### Exercise details
Filter the records down to the lines that hold the word "crate", and copy each of those lines.

### Provided information
•••

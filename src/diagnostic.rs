// SPDX-License-Identifier: AGPL-3.0-or-later
//
// Copyright (C) 2025 Daniel Negri
//
// This program is free software: you can redistribute it and/or modify
// it under the terms of the GNU Affero General Public License as published by
// the Free Software Foundation, either version 3 of the License, or
// (at your option) any later version.
//
// This program is distributed in the hope that it will be useful,
// but WITHOUT ANY WARRANTY; without even the implied warranty of
// MERCHANTABILITY or FITNESS FOR A PARTICULAR PURPOSE. See the
// GNU Affero General Public License for more details.
//
// You should have received a copy of the GNU Affero General Public License
// along with this program. If not, see <https://www.gnu.org/licenses/>.

//! Position-annotated diagnostics for invalid statement fields.
//!
//! A [`Diagnostic`] is produced for every field that fails validation, and
//! only for those. [`Diagnostics`] gathers them across a whole submission,
//! keeping first-occurrence order and dropping repeats of the same message.

use crate::scanner::Field;
use crate::source::SourceText;
use std::collections::HashSet;
use std::fmt;
use thiserror::Error;

/// The four fields of an FXQL statement.
#[derive(Debug, Clone, Copy, PartialEq, Eq, Hash)]
pub enum FieldKind {
    CurrencyPair,
    Buy,
    Sell,
    Cap,
}

impl FieldKind {
    /// All kinds in statement order.
    pub const ALL: [FieldKind; 4] = [Self::CurrencyPair, Self::Buy, Self::Sell, Self::Cap];

    /// The FXQL keyword introducing the field's value.
    ///
    /// The currency pair opens a statement and has no keyword.
    pub const fn keyword(&self) -> Option<&'static str> {
        match self {
            Self::CurrencyPair => None,
            Self::Buy => Some("BUY"),
            Self::Sell => Some("SELL"),
            Self::Cap => Some("CAP"),
        }
    }
}

impl fmt::Display for FieldKind {
    fn fmt(&self, f: &mut fmt::Formatter<'_>) -> fmt::Result {
        f.write_str(self.keyword().unwrap_or("Currency Pair"))
    }
}

/// One invalid field, located in the normalized source.
#[derive(Debug, Clone, PartialEq, Eq)]
pub struct Diagnostic {
    pub kind: FieldKind,
    pub raw_value: String,
    /// 1-based line holding the field.
    pub line: usize,
    /// 0-based character column where the field starts.
    pub char_start: usize,
    /// Column one past the field's last character.
    pub char_end: usize,
    pub message: String,
}

impl Diagnostic {
    /// Builds the diagnostic for a field that failed validation.
    pub fn locate(kind: FieldKind, field: Field<'_>, source: &SourceText) -> Self {
        let position = source.position(field.offset);
        let char_start = position.column;
        let char_end = char_start + field.text.chars().count();
        let message = render(kind, field.text, position.line, char_start, char_end);

        Self {
            kind,
            raw_value: field.text.to_string(),
            line: position.line,
            char_start,
            char_end,
            message,
        }
    }
}

impl fmt::Display for Diagnostic {
    fn fmt(&self, f: &mut fmt::Formatter<'_>) -> fmt::Result {
        f.write_str(&self.message)
    }
}

fn render(kind: FieldKind, raw: &str, line: usize, start: usize, end: usize) -> String {
    match kind {
        FieldKind::CurrencyPair => format!(
            "Currency Pair -{raw} is not Valid at Line {line} Character Position - {start}-{end}"
        ),
        FieldKind::Buy | FieldKind::Sell | FieldKind::Cap => format!(
            "{kind} Value- {raw} is not valid at Line: {line} Character Position - {start}-{end}"
        ),
    }
}

/// Ordered, message-deduplicated diagnostics for one submission.
#[derive(Debug, Clone, Default, PartialEq, Eq, Error)]
#[error("FXQL submission rejected with {} invalid field(s)", .entries.len())]
pub struct Diagnostics {
    entries: Vec<Diagnostic>,
    seen: HashSet<String>,
}

impl Diagnostics {
    pub fn new() -> Self {
        Self::default()
    }

    /// Appends a diagnostic unless one with the same message is already held.
    ///
    /// Returns `true` if it was added.
    pub fn push(&mut self, diagnostic: Diagnostic) -> bool {
        if !self.seen.insert(diagnostic.message.clone()) {
            return false;
        }
        self.entries.push(diagnostic);
        true
    }

    pub fn len(&self) -> usize {
        self.entries.len()
    }

    pub fn is_empty(&self) -> bool {
        self.entries.is_empty()
    }

    pub fn iter(&self) -> std::slice::Iter<'_, Diagnostic> {
        self.entries.iter()
    }

    /// The wire form: one message string per diagnostic, in order.
    pub fn messages(&self) -> Vec<String> {
        self.entries.iter().map(|d| d.message.clone()).collect()
    }

    pub fn into_vec(self) -> Vec<Diagnostic> {
        self.entries
    }
}

impl Extend<Diagnostic> for Diagnostics {
    fn extend<I: IntoIterator<Item = Diagnostic>>(&mut self, iter: I) {
        for diagnostic in iter {
            self.push(diagnostic);
        }
    }
}

impl<'a> IntoIterator for &'a Diagnostics {
    type Item = &'a Diagnostic;
    type IntoIter = std::slice::Iter<'a, Diagnostic>;

    fn into_iter(self) -> Self::IntoIter {
        self.entries.iter()
    }
}
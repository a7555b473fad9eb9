// SPDX-License-Identifier: AGPL-3.0-or-later
//
// Copyright (C) 2025 Daniel Negri
//
// This program is free software: you can redistribute it and/or modify
// it under the terms of the GNU Affero General Public License as published by
// the Free Software Foundation, either version 3 of the License, or
// (at your option) any later version.
//
// This program is distributed in the hope that it will be useful,
// but WITHOUT ANY WARRANTY; without even the implied warranty of
// MERCHANTABILITY or FITNESS FOR A PARTICULAR PURPOSE. See the
// GNU Affero General Public License for more details.
//
// You should have received a copy of the GNU Affero General Public License
// along with this program. If not, see <https://www.gnu.org/licenses/>.

//! # FXQL Parser
//!
//! This library parses FXQL, a small language for publishing currency
//! exchange rates, into validated transaction records.
//!
//! ```text
//! USD-GBP {
//!   BUY 100
//!   SELL 200
//!   CAP 93800
//! }
//! ```
//!
//! A submission is accepted or rejected as a whole. Every invalid field of
//! every statement is reported with its line and character range.
//!
//! ## Core Components
//!
//! - [`parse`] / [`Parser`]: normalize, scan, validate and build records
//! - [`Diagnostics`]: ordered, located messages for invalid fields
//! - [`TransactionRecord`]: an accepted statement with its [`EntryId`]
//! - [`id`]: the `FXQL-` identifier codec and pluggable [`IdGenerator`]s
//! - [`FxqlService`]: parses, persists through a [`RecordStore`] and checks the stored count
//! - [`FxqlResponse`]: the JSON envelopes a transport sends back
//!
//! ## Example
//!
//! ```
//! use fxql_parser::{FxqlResponse, FxqlService};
//!
//! let service = FxqlService::new();
//!
//! let response = FxqlResponse::from(service.process("USD-GBP { BUY 100 SELL 200 CAP 93800 }"));
//! assert!(response.is_success());
//! assert_eq!(service.store().len(), 1);
//!
//! let response = FxqlResponse::from(service.process("usd-gbp { BUY 100 SELL 200 CAP 93800 }"));
//! assert_eq!(response.status(), 400);
//! ```
//!
//! ## Thread Safety
//!
//! Parsing is a pure function of its input. [`Parser`], [`FxqlService`] and
//! [`MemoryStore`] are `Send + Sync` and can be shared across threads.

mod base;
pub mod diagnostic;
pub mod error;
pub mod id;
mod parser;
mod record;
pub mod response;
pub mod scanner;
pub mod source;
mod service;
pub mod store;
pub mod validation;

pub use base::{CurrencyCode, CurrencyPair};
pub use diagnostic::{Diagnostic, Diagnostics, FieldKind};
pub use error::{CodecError, ServiceError, StoreError};
pub use id::{EntryId, IdGenerator, RandomIdGenerator, SeededIdGenerator};
pub use parser::{ParseOutcome, Parser, parse};
pub use record::TransactionRecord;
pub use response::{EntryData, FxqlRequest, FxqlResponse, ResponseCode};
pub use service::FxqlService;
pub use store::{MemoryStore, RecordStore};
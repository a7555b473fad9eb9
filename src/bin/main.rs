// SPDX-License-Identifier: AGPL-3.0-or-later
//
// Copyright (C) 2025 Daniel Negri
//
// This program is free software: you can redistribute it and/or modify
// it under the terms of the GNU Affero General Public License as published by
// the Free Software Foundation, either version 3 of the License, or
// (at your option) any later version.
//
// This program is distributed in the hope that it will be useful,
// but WITHOUT ANY WARRANTY; without even the implied warranty of
// MERCHANTABILITY or FITNESS FOR A PARTICULAR PURPOSE. See the
// GNU Affero General Public License for more details.
//
// You should have received a copy of the GNU Affero General Public License
// along with this program. If not, see <https://www.gnu.org/licenses/>.

use clap::{Parser, ValueEnum};
use fxql_parser::{FxqlResponse, FxqlService};
use std::error::Error;
use std::fs;
use std::io::{self, Read, Write};
use std::path::PathBuf;
use std::process;
use tracing::error;
use tracing_subscriber::EnvFilter;

/// FXQL - Parse currency-exchange statements
///
/// Reads FXQL source from a file (or stdin) and prints the accepted
/// records, or every invalid field with its position.
#[derive(Parser, Debug)]
#[command(name = "fxql")]
#[command(about = "Parses and validates FXQL statements", long_about = None)]
struct Args {
    /// Path to a file with FXQL statements; `-` or omitted reads stdin
    ///
    /// Example: fxql rates.fxql --format csv > rates.csv
    #[arg(value_name = "FILE")]
    input: Option<PathBuf>,

    /// Output format
    #[arg(long, value_enum, default_value_t = Format::Json)]
    format: Format,
}

#[derive(Debug, Clone, Copy, PartialEq, Eq, ValueEnum)]
enum Format {
    /// The JSON response envelope
    Json,
    /// One CSV row per accepted record
    Csv,
}

fn main() {
    tracing_subscriber::fmt()
        .with_env_filter(EnvFilter::from_default_env())
        .with_writer(io::stderr)
        .init();

    let args = Args::parse();

    let source = match read_source(args.input.as_ref()) {
        Ok(source) => source,
        Err(e) => {
            error!("Error reading input: {e}");
            process::exit(1);
        }
    };

    let service = FxqlService::new();
    let response = FxqlResponse::from(service.process(&source));

    let written = match args.format {
        Format::Json => write_json(&response, io::stdout().lock()),
        Format::Csv => write_csv(&response, io::stdout().lock(), io::stderr().lock()),
    };
    if let Err(e) = written {
        error!("Error writing output: {e}");
        process::exit(1);
    }

    if !response.is_success() {
        process::exit(1);
    }
}

/// Reads the whole submission from `path`, or stdin for `None` / `-`.
fn read_source(path: Option<&PathBuf>) -> io::Result<String> {
    match path {
        Some(path) if path.as_os_str() != "-" => fs::read_to_string(path),
        _ => {
            let mut source = String::new();
            io::stdin().read_to_string(&mut source)?;
            Ok(source)
        }
    }
}

/// Writes the response envelope as pretty-printed JSON.
fn write_json<W: Write>(response: &FxqlResponse, mut writer: W) -> Result<(), Box<dyn Error>> {
    serde_json::to_writer_pretty(&mut writer, response)?;
    writeln!(writer)?;
    Ok(())
}

/// Writes accepted records as CSV to `out`, anything else as plain lines to `err`.
///
/// # CSV Format
///
/// Columns follow [`CSV_HEADER`]. The header is written even when no
/// statement was found.
fn write_csv<W: Write, E: Write>(
    response: &FxqlResponse,
    out: W,
    mut err: E,
) -> Result<(), Box<dyn Error>> {
    match response {
        FxqlResponse::Parsed { data, .. } => {
            let mut wtr = csv::Writer::from_writer(out);
            for entry in data {
                wtr.serialize(entry)?;
            }
            if data.is_empty() {
                wtr.write_record(CSV_HEADER)?;
            }
            wtr.flush()?;
        }
        FxqlResponse::Rejected { message, .. } => {
            for line in message {
                writeln!(err, "{line}")?;
            }
        }
        FxqlResponse::Failed { message, .. } => writeln!(err, "{message}")?,
    }
    Ok(())
}

const CSV_HEADER: [&str; 6] = [
    "EntryId",
    "SourceCurrency",
    "DestinationCurrency",
    "SellPrice",
    "BuyPrice",
    "CapAmount",
];
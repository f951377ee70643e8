use std::sync::Arc;

use anyhow::Result;

use crewd::config::Settings;
use crewd::core::engine::Engine;
use crewd::core::model::provider::HttpModelProvider;
use crewd::core::research::search::BraveSearch;
use crewd::core::store::SqliteStore;
use crewd::interfaces::web;
use crewd::logging;

#[tokio::main]
async fn main() -> Result<()> {
    logging::init();
    let settings = Settings::from_env();

    let store = Arc::new(SqliteStore::open(&settings.store_path)?);
    let provider = Arc::new(HttpModelProvider::new(
        &settings.llm_base_url,
        &settings.llm_api_key,
    ));
    let search = Arc::new(BraveSearch::new(&settings.search_api_key));

    let engine = Engine::with_in_memory_queue(settings, store, provider, search);
    let background = engine.start_background();

    web::serve(engine).await?;

    for handle in background {
        handle.abort();
    }
    Ok(())
}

•••

### The completed task
use crate::scanner::Field;
use crate::source::SourceText;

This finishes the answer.